Well, the IT head, seemed to suggest that “Office 2007 is ‘better’ for the students”, because “it’s faster” and had “better features” etc. And I really had a tough time to get anybody to understand, let alone adopt, my argument.
I eventually got the committee to stall the purchase. Partly because it does COST money, and any caution and the possibility of an alternative was welcome.
Better still, I soon discovered after the meeting that Star Office 8 is ‘free’ for academic institutions, and so at least for now we can upgrade all our Star Office 7s into 8s. Interestingly, our IT guy had told us that Star Office 8 is a paid programme and didn’t do his research that it is free for academic institutions!!! So with this new development, I’m sure I can buy some more time for our ‘school’.
But I have the feeling that since my tenure at the committee is limited, it’s only a matter of time before the inevitable eventually happens; we will probably settle for MS Office 2007!
My thoughts, during/after the incident
When I thought about it, keeping open source philosophy aside, I think if someone was to give us Microsoft Office 2007 for free, we’d take it.
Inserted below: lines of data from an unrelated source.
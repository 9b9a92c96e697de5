//! JW-style player embeds
//!
//! Player pages declare their sources in inline script as object literals,
//! e.g. `sources: [{file: "https://.../master.m3u8", label: "1080p"}]` and
//! `tracks: [{file: "/subs/en.vtt", label: "English", kind: "captions"}]`.
//! Every literal on the page is read, not just the first one.

use std::sync::LazyLock;

use linkhop_core::normalize::{is_adaptive, is_subtitle_url};
use linkhop_core::text::{absolutize, unescape_link};
use linkhop_core::{
    Extraction, FetchedPage, Hop, HopOutcome, RawCandidate, ResolvedLink, SourceFamily, Strategy,
    SubtitleDescriptor,
};
use regex::Regex;
use scraper::{Html, Selector};
use url::Url;

// Brace-free object literals; nested objects are matched from the inside.
static RE_OBJECT: LazyLock<Regex> =
    LazyLock::new(|| Regex::new(r"\{[^{}]*\}").expect("invalid object regex"));
static RE_FILE: LazyLock<Regex> = LazyLock::new(|| {
    Regex::new(r#"["']?\bfile["']?\s*:\s*["']([^"']+)["']"#).expect("invalid file regex")
});
static RE_LABEL: LazyLock<Regex> = LazyLock::new(|| {
    Regex::new(r#"["']?\blabel["']?\s*:\s*["']([^"']*)["']"#).expect("invalid label regex")
});
static RE_KIND: LazyLock<Regex> = LazyLock::new(|| {
    Regex::new(r#"["']?\bkind["']?\s*:\s*["']([^"']+)["']"#).expect("invalid kind regex")
});
static RE_BARE_PLAYLIST: LazyLock<Regex> = LazyLock::new(|| {
    Regex::new(r#"\bfile["']?\s*:\s*["']([^"']+\.m3u8[^"']*)["']"#)
        .expect("invalid playlist regex")
});
static SEL_IFRAME: LazyLock<Selector> =
    LazyLock::new(|| Selector::parse("iframe[src]").expect("invalid iframe selector"));

const SUBTITLE_KINDS: &[&str] = &["captions", "subtitles"];

fn capture<'a>(re: &Regex, text: &'a str) -> Option<&'a str> {
    re.captures(text)
        .and_then(|cap| cap.get(1))
        .map(|m| m.as_str().trim())
}

/// Sources and tracks declared in a player page's script
#[derive(Debug, Default, PartialEq, Eq)]
struct Sources {
    links: Vec<ResolvedLink>,
    subtitles: Vec<SubtitleDescriptor>,
}

fn scan_sources(body: &str, base: &str) -> Sources {
    let mut sources = Sources::default();

    for object in RE_OBJECT.find_iter(body).map(|m| m.as_str()) {
        let Some(url) = capture(&RE_FILE, object)
            .and_then(|file| absolutize(base, &unescape_link(file)))
        else {
            continue;
        };
        let label = capture(&RE_LABEL, object).filter(|l| !l.is_empty());

        let is_subtitle = match capture(&RE_KIND, object).map(str::to_ascii_lowercase) {
            Some(kind) if SUBTITLE_KINDS.contains(&kind.as_str()) => true,
            // thumbnails, chapters
            Some(_) => continue,
            // players default kind-less tracks to captions
            None => is_subtitle_url(&url),
        };

        if is_subtitle {
            sources
                .subtitles
                .push(SubtitleDescriptor::new(url, label.unwrap_or("Unknown")));
        } else {
            sources.links.push(ResolvedLink {
                url,
                label: label.map(str::to_string),
            });
        }
    }

    if sources.links.is_empty() {
        if let Some(url) = capture(&RE_BARE_PLAYLIST, body)
            .and_then(|file| absolutize(base, &unescape_link(file)))
        {
            sources.links.push(ResolvedLink { url, label: None });
        }
    }

    sources
}

fn host_of(url: &str) -> String {
    Url::parse(url)
        .ok()
        .and_then(|u| u.host_str().map(str::to_string))
        .unwrap_or_default()
}

#[derive(Debug, Default, Clone, Copy)]
pub struct PlayerEmbed;

impl Strategy for PlayerEmbed {
    fn name(&self) -> &'static str {
        "PlayerEmbed"
    }

    fn domains(&self) -> &'static [&'static str] {
        &["streamwish", "vidhide", "filelions", "embedplayer"]
    }

    fn extract(&self, page: &FetchedPage) -> Extraction {
        let server = host_of(&page.final_url);
        let Sources { links, subtitles } = scan_sources(&page.body, &page.final_url);

        let mut candidates: Vec<RawCandidate> = links
            .into_iter()
            .map(|link| {
                let family = if is_adaptive(&link.url) {
                    SourceFamily::AdaptiveStreamEmbed
                } else {
                    SourceFamily::DirectFileHost
                };
                let display_text = link.label.clone().unwrap_or_default();
                RawCandidate::new(server.as_str(), display_text, link.url, family)
                    .with_hop(Hop::Direct)
                    .with_label(link.label)
            })
            .collect();

        let document = Html::parse_document(&page.body);
        candidates.extend(
            document
                .select(&SEL_IFRAME)
                .filter_map(|frame| absolutize(&page.final_url, frame.value().attr("src")?))
                .map(|src| {
                    let server = host_of(&src);
                    RawCandidate::new(server, "embed", src, SourceFamily::AdaptiveStreamEmbed)
                }),
        );

        Extraction {
            candidates,
            subtitles,
            ..Extraction::default()
        }
    }

    fn extract_embed(&self, page: &FetchedPage, _candidate: &RawCandidate) -> HopOutcome {
        let Sources { links, subtitles } = scan_sources(&page.body, &page.final_url);
        HopOutcome { links, subtitles }
    }
}

#[cfg(test)]
mod tests {
    use super::*;

    const PLAYER: &str = r#"
        <html><body><div id="player"></div>
        <script>
          jwplayer("player").setup({
            sources: [{file:"https:\/\/cdn.test\/hls\/master.m3u8?t=1",label:"1080p"},
                      {"file": "https://cdn.test/v/720.mp4", "label": "720p"}],
            tracks: [{file: "/subs/en.vtt", label: "English", kind: "captions"},
                     {file: "/thumbs.vtt", kind: "thumbnails"}],
            image: "https://cdn.test/poster.jpg"
          });
        </script></body></html>"#;

    fn page(body: &str) -> FetchedPage {
        FetchedPage {
            body: body.to_string(),
            final_url: "https://streamwish.test/e/abc".to_string(),
            status: 200,
            ..FetchedPage::default()
        }
    }

    #[test]
    fn test_reads_every_source_literal() {
        let extraction = PlayerEmbed.extract(&page(PLAYER));

        let summary: Vec<_> = extraction
            .candidates
            .iter()
            .map(|c| (c.href.as_str(), c.label.as_deref(), c.family, c.hop))
            .collect();
        assert_eq!(
            summary,
            [
                (
                    "https://cdn.test/hls/master.m3u8?t=1",
                    Some("1080p"),
                    SourceFamily::AdaptiveStreamEmbed,
                    Hop::Direct
                ),
                (
                    "https://cdn.test/v/720.mp4",
                    Some("720p"),
                    SourceFamily::DirectFileHost,
                    Hop::Direct
                ),
            ]
        );
        assert_eq!(extraction.candidates[0].server, "streamwish.test");
        assert_eq!(
            extraction.subtitles,
            vec![SubtitleDescriptor::new("https://streamwish.test/subs/en.vtt", "English")]
        );
    }

    #[test]
    fn test_bare_playlist_fallback() {
        let body = r#"<script>var player = new Clappr.Player({
            source: x, file: "https://cdn.test/live/index.m3u8", parent: p, plugins: {a: 1}
        })</script>"#;
        let sources = scan_sources(body, "https://vidhide.test/v/1");
        assert_eq!(
            sources.links,
            vec![ResolvedLink {
                url: "https://cdn.test/live/index.m3u8".to_string(),
                label: None
            }]
        );
    }

    #[test]
    fn test_iframe_becomes_embed_hop() {
        let body = r#"<iframe src="//filelions.test/v/xyz" allowfullscreen></iframe>"#;
        let extraction = PlayerEmbed.extract(&page(body));
        assert_eq!(extraction.candidates.len(), 1);
        let frame = &extraction.candidates[0];
        assert_eq!(frame.href, "https://filelions.test/v/xyz");
        assert_eq!(frame.hop, Hop::EmbedPage);
        assert_eq!(frame.server, "filelions.test");
    }

    #[test]
    fn test_embed_pass_scans_second_page() {
        let candidate = RawCandidate::new(
            "x",
            "embed",
            "https://filelions.test/v/xyz",
            SourceFamily::AdaptiveStreamEmbed,
        );
        let outcome = PlayerEmbed.extract_embed(&page(PLAYER), &candidate);
        assert_eq!(outcome.links.len(), 2);
        assert_eq!(outcome.subtitles.len(), 1);
    }

    #[test]
    fn test_kindless_track_is_subtitle() {
        let body = r#"<script>setup({sources:[{file:"https://cdn.test/v/1.mp4",label:"720p"}],
            tracks:[{file:"https://cdn.test/subs/en.vtt",label:"English"}]});</script>"#;
        let extraction = PlayerEmbed.extract(&page(body));

        assert_eq!(extraction.candidates.len(), 1);
        assert_eq!(extraction.candidates[0].href, "https://cdn.test/v/1.mp4");
        assert_eq!(
            extraction.subtitles,
            vec![SubtitleDescriptor::new("https://cdn.test/subs/en.vtt", "English")]
        );
    }

    #[test]
    fn test_page_without_player() {
        assert!(PlayerEmbed.extract(&page("<html><p>File was deleted</p></html>")).is_empty());
    }
}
I like the new interface, and it really feels like a very good programme for academic writing. That’s what makes the argument in the favour of open source alternatives so difficult. When Open Source advocacy happens outside the philosophical-moral discussion about a “free”/”better” world, the battle is reduced to which programme has the better features. When I compare, MS Office to other programmes (especially if I pretend I am a beginner), it really ‘feels’ better. And I say it again, if I got everything free, even I would find it difficult to despise Office 2007.
This makes it all the harder for academic institutions that use administrative budgets to buy programmes without hurting their own pocket. In effect, it does look like we are getting something free! So why not, people will argue, choose for the best!
Of course, feature-wise speaking, I eventually discovered that MS Office 2003 (we have some copies of that as well) is not the best in everything. It’s grammar check is terrible. It catches only the most basic of errors, but more sophisticated errors are usually missed. (I guess that’s why other suites are a little slow in adoption of grammar check because it is difficult to implement.) I must say in contrast, I prefer and love WordPerfect X3 for all my academic writing, though I found find it difficult to recommend it to simple/normal users. It’s power for full control, as well as it’s long-document stability is quite admirable. Plus, it’s grammar check seems more accurate and powerful.
Ultimately, however, WordPerfect cannot even be considered because it’s a paid programme and why would anyone ‘pay’ for anything but Office 2007, because, with the academic license, it’s only “a few dollars more”!
All this to say, I feel I’m fighting a losing battle. For now we don’t have Office 2007, though we might pretty soon. We will only settle for Open Office if Star Office makes us pay for its software. So, all in all, not a pretty picture for open source implementation in our ‘school’.